Traditions Stay While New Amenities Take Hold

By Jay Gonzales

When a country club has a 75-year history like Tucson Country Club, updating the club’s offerings while respecting its traditions is paramount.

It should be no surprise that the anchor to Tucson Country Club’s amenities is the historic William Bell golf course that remains one of the top venues in the region. It remains such an attraction that the club has partnered with the University of Arizona to make it the home course for the school’s traditionally powerful men’s and women’s golf programs.

But the changing landscape of country club membership means Tucson Country Club must be on its toes with its amenities as new interests arise – anyone for pickleball? – and as the membership becomes more diverse in age groups.
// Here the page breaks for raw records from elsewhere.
//! reqwest-backed [`CatApi`] implementation.

use async_trait::async_trait;
use reqwest::Client;
use serde::de::DeserializeOwned;
use serde_json::Value;
use tracing::{debug, warn};

use super::endpoint::Endpoint;
use super::types::{Breed, Image};
use super::{ApiError, ApiTransport, CatApi, GENERIC_FAILURE_MESSAGE, NETWORK_FAILURE_MESSAGE};
use crate::config::{validate_client_config, ClientConfig};

const UNREADABLE_RESPONSE_MESSAGE: &str = "The Cat API returned an unreadable response.";

/// Breed/image API client.
///
/// Holds its transport explicitly; there is no process-wide base URL or key.
/// No timeout is applied and no retries are made.
#[derive(Debug, Clone)]
pub struct CatApiClient {
    client: Client,
    transport: ApiTransport,
}

impl CatApiClient {
    /// Create a new client for the given transport.
    pub fn new(transport: ApiTransport) -> Result<Self, ApiError> {
        let client = Client::builder().build().map_err(|e| {
            ApiError::Configuration(format!("Failed to build HTTP client: {}", e))
        })?;

        Ok(Self::with_http_client(transport, client))
    }

    /// Create a client from the `[client]` config section.
    ///
    /// An unusable transport URL is an [`ApiError::Configuration`].
    pub fn from_config(config: &ClientConfig) -> Result<Self, ApiError> {
        validate_client_config(config).map_err(|e| ApiError::Configuration(e.to_string()))?;
        Self::new(config.transport.clone())
    }

    /// Create a client reusing an existing reqwest client.
    pub fn with_http_client(transport: ApiTransport, client: Client) -> Self {
        Self { client, transport }
    }

    pub fn transport(&self) -> &ApiTransport {
        &self.transport
    }

    /// Issue `GET endpoint` and return the decoded JSON body.
    ///
    /// `endpoint` must be a rooted relative path; anything else fails with
    /// [`ApiError::Validation`] before any I/O.
    pub async fn request(&self, endpoint: &str) -> Result<Value, ApiError> {
        let endpoint = Endpoint::parse(endpoint)?;
        self.fetch(&endpoint).await
    }

    async fn fetch<T: DeserializeOwned>(&self, endpoint: &Endpoint) -> Result<T, ApiError> {
        debug!("Cat API request: endpoint='{}'", endpoint);

        let request = match &self.transport {
            ApiTransport::Proxy { gateway_url } => self
                .client
                .get(gateway_url)
                .query(&[("endpoint", endpoint.as_str())]),
            ApiTransport::Direct { base_url } => self
                .client
                .get(format!("{}{}", base_url.trim_end_matches('/'), endpoint)),
        };

        let response = request.send().await.map_err(|e| {
            warn!("Cat API transport failure for '{}': {}", endpoint, e);
            ApiError::Network(NETWORK_FAILURE_MESSAGE.to_string())
        })?;

        let status = response.status();
        let body = response.bytes().await.map_err(|e| {
            warn!("Cat API body read failed for '{}': {}", endpoint, e);
            ApiError::Network(NETWORK_FAILURE_MESSAGE.to_string())
        })?;

        if !status.is_success() {
            let message = extract_error_message(&body);
            warn!(
                "Cat API returned {} for '{}': {}",
                status.as_u16(),
                endpoint,
                message
            );
            return Err(ApiError::Upstream {
                status: status.as_u16(),
                message,
            });
        }

        serde_json::from_slice(&body).map_err(|e| {
            warn!("Failed to parse Cat API response for '{}': {}", endpoint, e);
            ApiError::Upstream {
                status: status.as_u16(),
                message: UNREADABLE_RESPONSE_MESSAGE.to_string(),
            }
        })
    }
}

/// Best-effort message from an error body: `{"error": ..}` or `{"message": ..}`.
fn extract_error_message(body: &[u8]) -> String {
    serde_json::from_slice::<Value>(body)
        .ok()
        .and_then(|value| {
            ["error", "message"].iter().find_map(|field| {
                value
                    .get(field)
                    .and_then(Value::as_str)
                    .map(str::trim)
                    .filter(|m| !m.is_empty())
                    .map(String::from)
            })
        })
        .unwrap_or_else(|| GENERIC_FAILURE_MESSAGE.to_string())
}

#[async_trait]
impl CatApi for CatApiClient {
    async fn get_breeds(&self) -> Result<Vec<Breed>, ApiError> {
        self.fetch(&Endpoint::breeds()).await
    }

    async fn search_breeds(&self, term: &str) -> Result<Vec<Breed>, ApiError> {
        self.fetch(&Endpoint::breed_search(term)).await
    }

    async fn get_breed(&self, breed_id: &str) -> Result<Breed, ApiError> {
        self.fetch(&Endpoint::breed(breed_id)).await
    }

    async fn breed_images(&self, breed_id: &str, limit: u32) -> Result<Vec<Image>, ApiError> {
        self.fetch(&Endpoint::breed_images(breed_id, limit)).await
    }

    async fn random_images(&self, limit: u32) -> Result<Vec<Image>, ApiError> {
        self.fetch(&Endpoint::random_images(limit)).await
    }

    async fn get_image(&self, image_id: &str) -> Result<Image, ApiError> {
        self.fetch(&Endpoint::image(image_id)).await
    }
}
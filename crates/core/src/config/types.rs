use serde::{Deserialize, Serialize};
use std::net::IpAddr;

use crate::api::ApiTransport;

/// Root configuration
#[derive(Debug, Clone, Default, Deserialize, Serialize)]
pub struct Config {
    #[serde(default)]
    pub server: ServerConfig,
    #[serde(default)]
    pub upstream: UpstreamConfig,
    #[serde(default)]
    pub credentials: CredentialsConfig,
    #[serde(default)]
    pub client: ClientConfig,
}

/// Server configuration
#[derive(Debug, Clone, Deserialize, Serialize)]
pub struct ServerConfig {
    #[serde(default = "default_host")]
    pub host: IpAddr,
    #[serde(default = "default_port")]
    pub port: u16,
}

impl Default for ServerConfig {
    fn default() -> Self {
        Self {
            host: default_host(),
            port: default_port(),
        }
    }
}

fn default_host() -> IpAddr {
    IpAddr::from([0, 0, 0, 0])
}

fn default_port() -> u16 {
    8080
}

/// Upstream breed/image API the gateway forwards to.
#[derive(Debug, Clone, Deserialize, Serialize)]
pub struct UpstreamConfig {
    /// Base URL without trailing slash (default: https://api.thecatapi.com/v1).
    #[serde(default = "default_upstream_url")]
    pub base_url: String,
    /// Request timeout in seconds (default: 30)
    #[serde(default = "default_timeout")]
    pub timeout_secs: u32,
}

impl Default for UpstreamConfig {
    fn default() -> Self {
        Self {
            base_url: default_upstream_url(),
            timeout_secs: default_timeout(),
        }
    }
}

pub const DEFAULT_UPSTREAM_URL: &str = "https://api.thecatapi.com/v1";

fn default_upstream_url() -> String {
    DEFAULT_UPSTREAM_URL.to_string()
}

fn default_timeout() -> u32 {
    30
}

/// Where the gateway looks for the upstream secret and how it sends it.
#[derive(Debug, Clone, Deserialize, Serialize)]
pub struct CredentialsConfig {
    /// Environment variable names, checked in order; first non-empty value wins.
    #[serde(default = "default_env_names")]
    pub env_names: Vec<String>,
    /// Header carrying the secret on upstream requests.
    #[serde(default = "default_header_name")]
    pub header_name: String,
}

impl Default for CredentialsConfig {
    fn default() -> Self {
        Self {
            env_names: default_env_names(),
            header_name: default_header_name(),
        }
    }
}

fn default_env_names() -> Vec<String> {
    ["CAT_API_KEY", "THECATAPI_API_KEY", "VITE_CAT_API_KEY"]
        .into_iter()
        .map(String::from)
        .collect()
}

fn default_header_name() -> String {
    "x-api-key".to_string()
}

/// Settings for library consumers building a [`crate::CatApiClient`].
#[derive(Debug, Clone, Deserialize, Serialize)]
pub struct ClientConfig {
    #[serde(default = "default_transport")]
    pub transport: ApiTransport,
}

impl Default for ClientConfig {
    fn default() -> Self {
        Self {
            transport: default_transport(),
        }
    }
}

fn default_transport() -> ApiTransport {
    ApiTransport::Proxy {
        gateway_url: "http://127.0.0.1:8080/api/v1/cat-api".to_string(),
    }
}

/// Sanitized config for API responses (secrets never included)
#[derive(Debug, Clone, Serialize)]
pub struct SanitizedConfig {
    pub server: ServerConfig,
    pub upstream: UpstreamConfig,
    pub credentials: SanitizedCredentialsConfig,
}

/// Credential lookup settings plus whether a key is currently available.
#[derive(Debug, Clone, Serialize)]
pub struct SanitizedCredentialsConfig {
    pub env_names: Vec<String>,
    pub header_name: String,
    pub api_key_configured: bool,
}

impl SanitizedConfig {
    /// Build from config; `api_key_configured` is evaluated by the caller at request time.
    pub fn new(config: &Config, api_key_configured: bool) -> Self {
        Self {
            server: config.server.clone(),
            upstream: config.upstream.clone(),
            credentials: SanitizedCredentialsConfig {
                env_names: config.credentials.env_names.clone(),
                header_name: config.credentials.header_name.clone(),
                api_key_configured,
            },
        }
    }
}
use axum::{
    extract::State,
    http::{header, StatusCode},
    response::IntoResponse,
    Json,
};
use catfinder_core::SanitizedConfig;
use serde::Serialize;
use std::sync::Arc;

use crate::metrics::encode_metrics;
use crate::state::AppState;

#[derive(Serialize)]
pub struct HealthResponse {
    pub status: String,
}

pub async fn health() -> Json<HealthResponse> {
    Json(HealthResponse {
        status: "ok".to_string(),
    })
}

pub async fn get_config(State(state): State<Arc<AppState>>) -> Json<SanitizedConfig> {
    Json(state.sanitized_config())
}

/// Prometheus scrape endpoint.
pub async fn metrics() -> impl IntoResponse {
    (
        StatusCode::OK,
        [(header::CONTENT_TYPE, "text/plain; version=0.0.4")],
        encode_metrics(),
    )
}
A club needs to attract new members – some might suggest younger members – while keeping the so-called “old guard” satisfied that the reasons they joined, some of them decades ago, are still a big part of why they remain members.

Nationally, there is believed to be a “youth movement” toward country clubs even though some data suggests otherwise.

“We ran an analysis not long ago, and our average age actually has gone up a little bit,” said Ryan Davis, who has been at Tucson Country for six years and was named GM in 2021. “That’s somewhat contradictory to saying we have this youth movement and all these younger families are joining. But what has happened is people are either living longer or they’re loving the club and not leaving.”

The strategy is to honor the traditions of the 75-year-old club with its legacy members and family ties while addressing the needs of a new breed of member who wants the new stuff, like pickleball courts, a golf course that is up to date for today’s long hitters, and an opportunity to satisfy their fitness needs.

“I like to be out here and just talk to our folks and see what’s driving them and what are the issues that we have,” said Chet Nowak, current president of the club’s board of directors. “How can we grow our club? How can we attract younger folks to the club?”

For starters, the golf course will undergo a $3.5 million renovation next year, in part for the UArizona golf teams and in part to update the course in line with the courses being built today. It’s a traditional, parkland-style golf course unlike the dozens of desert layouts that have been built around Tucson since the mid-1980s. The course will close next summer for the planned renovations.

There’s room to maneuver within the footprint of the golf course. The changes will keep intact the overall William Bell design with tweaks like new tee boxes, sand traps being moved around and other similar changes.

Outside of golf, there are 10 tennis courts and now four pickleball courts for the exploding interest in a sport that has actually been around since 1965. There remain adult and youth tennis programs that have been a part of the country club for decades.

There are also plans for an expanded fitness center, again to address the demands of potential new members looking for a club that provides healthy options.

There have been some upgrades to the aquatics center that includes a lap pool, a family pool with a water slide, a splash pad and a snack bar that operates during the swimming season.

The club offers events throughout the year, including a grand Fourth of July fireworks show. Family can enjoy a number of kids activities and services such as “sitter service” and a junior summer camp.

And then there’s the staple of the high-end restaurant and bar as a gathering place for members because many join Tucson Country Club for the social aspect of being among friends and   family.

“I’ve been fortunate enough to enjoy this place many, many, many years with lots of great memories,” said Boyd Drachman, whose grandfather, Tucson business legend Roy Drachman was a founding member at the club. “You really do develop a base of friends from here. It’s a great place to come to socialize. I grew up here playing tennis. I didn’t really play any golf to speak of until after my college years.”

It’s a constant conversation, Davis said, to have a feel for the amenities, activities and events that will keep the membership engaged and attract new members at the same time.

“That’s the key for us when you have such a diverse demographic,” Davis said. “You have to find ways to engage all of the different segments of your membership.”